● **Goal of the exercise**
Below are entries; copy exactly the lines from the one with "pub mod trie;" through the one with "dispatch. They are", both included, and leave out the rest.

== Segment start ==

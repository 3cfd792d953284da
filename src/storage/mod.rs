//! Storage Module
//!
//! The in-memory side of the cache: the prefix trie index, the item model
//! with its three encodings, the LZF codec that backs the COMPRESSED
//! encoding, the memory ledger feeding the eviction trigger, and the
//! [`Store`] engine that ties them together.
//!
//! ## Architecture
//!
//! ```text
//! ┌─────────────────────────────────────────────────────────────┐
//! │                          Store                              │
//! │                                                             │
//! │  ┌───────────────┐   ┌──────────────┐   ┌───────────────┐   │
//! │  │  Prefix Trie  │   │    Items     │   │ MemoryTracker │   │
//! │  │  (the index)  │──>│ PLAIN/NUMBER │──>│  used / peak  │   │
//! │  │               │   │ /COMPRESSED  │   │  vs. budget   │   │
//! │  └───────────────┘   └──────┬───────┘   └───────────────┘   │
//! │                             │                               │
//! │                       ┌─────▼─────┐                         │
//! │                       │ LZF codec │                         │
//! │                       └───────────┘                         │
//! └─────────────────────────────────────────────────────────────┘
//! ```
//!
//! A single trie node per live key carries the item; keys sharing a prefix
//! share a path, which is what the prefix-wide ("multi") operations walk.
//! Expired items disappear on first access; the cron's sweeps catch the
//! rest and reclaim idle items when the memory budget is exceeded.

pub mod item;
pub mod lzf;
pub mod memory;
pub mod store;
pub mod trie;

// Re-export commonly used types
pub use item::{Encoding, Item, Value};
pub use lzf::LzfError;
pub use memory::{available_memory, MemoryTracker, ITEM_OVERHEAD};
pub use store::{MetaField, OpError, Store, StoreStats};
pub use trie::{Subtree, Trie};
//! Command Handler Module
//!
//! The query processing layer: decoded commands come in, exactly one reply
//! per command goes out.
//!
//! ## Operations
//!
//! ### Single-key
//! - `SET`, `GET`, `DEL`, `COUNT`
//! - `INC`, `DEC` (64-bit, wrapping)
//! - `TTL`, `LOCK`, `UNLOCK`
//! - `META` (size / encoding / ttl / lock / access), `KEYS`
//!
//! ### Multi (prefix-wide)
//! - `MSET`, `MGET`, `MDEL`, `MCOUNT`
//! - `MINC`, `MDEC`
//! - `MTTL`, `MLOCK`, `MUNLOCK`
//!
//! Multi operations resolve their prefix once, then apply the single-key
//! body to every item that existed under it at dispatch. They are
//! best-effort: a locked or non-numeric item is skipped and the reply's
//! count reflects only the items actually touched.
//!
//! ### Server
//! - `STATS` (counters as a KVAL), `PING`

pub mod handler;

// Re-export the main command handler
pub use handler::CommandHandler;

== Segment end ==

● **Task result**
pub mod trie;

// Re-export commonly used types
pub use item::{Encoding, Item, Value};
pub use lzf::LzfError;
pub use memory::{available_memory, MemoryTracker, ITEM_OVERHEAD};
pub use store::{MetaField, OpError, Store, StoreStats};
pub use trie::{Subtree, Trie};
//! Command Handler Module
//!
//! The query processing layer: decoded commands come in, exactly one reply
//! per command goes out.
//!
//! ## Operations
//!
//! ### Single-key
//! - `SET`, `GET`, `DEL`, `COUNT`
//! - `INC`, `DEC` (64-bit, wrapping)
//! - `TTL`, `LOCK`, `UNLOCK`
//! - `META` (size / encoding / ttl / lock / access), `KEYS`
//!
//! ### Multi (prefix-wide)
//! - `MSET`, `MGET`, `MDEL`, `MCOUNT`
//! - `MINC`, `MDEC`
//! - `MTTL`, `MLOCK`, `MUNLOCK`
//!
//! Multi operations resolve their prefix once, then apply the single-key
//! body to every item that existed under it at dispatch. They are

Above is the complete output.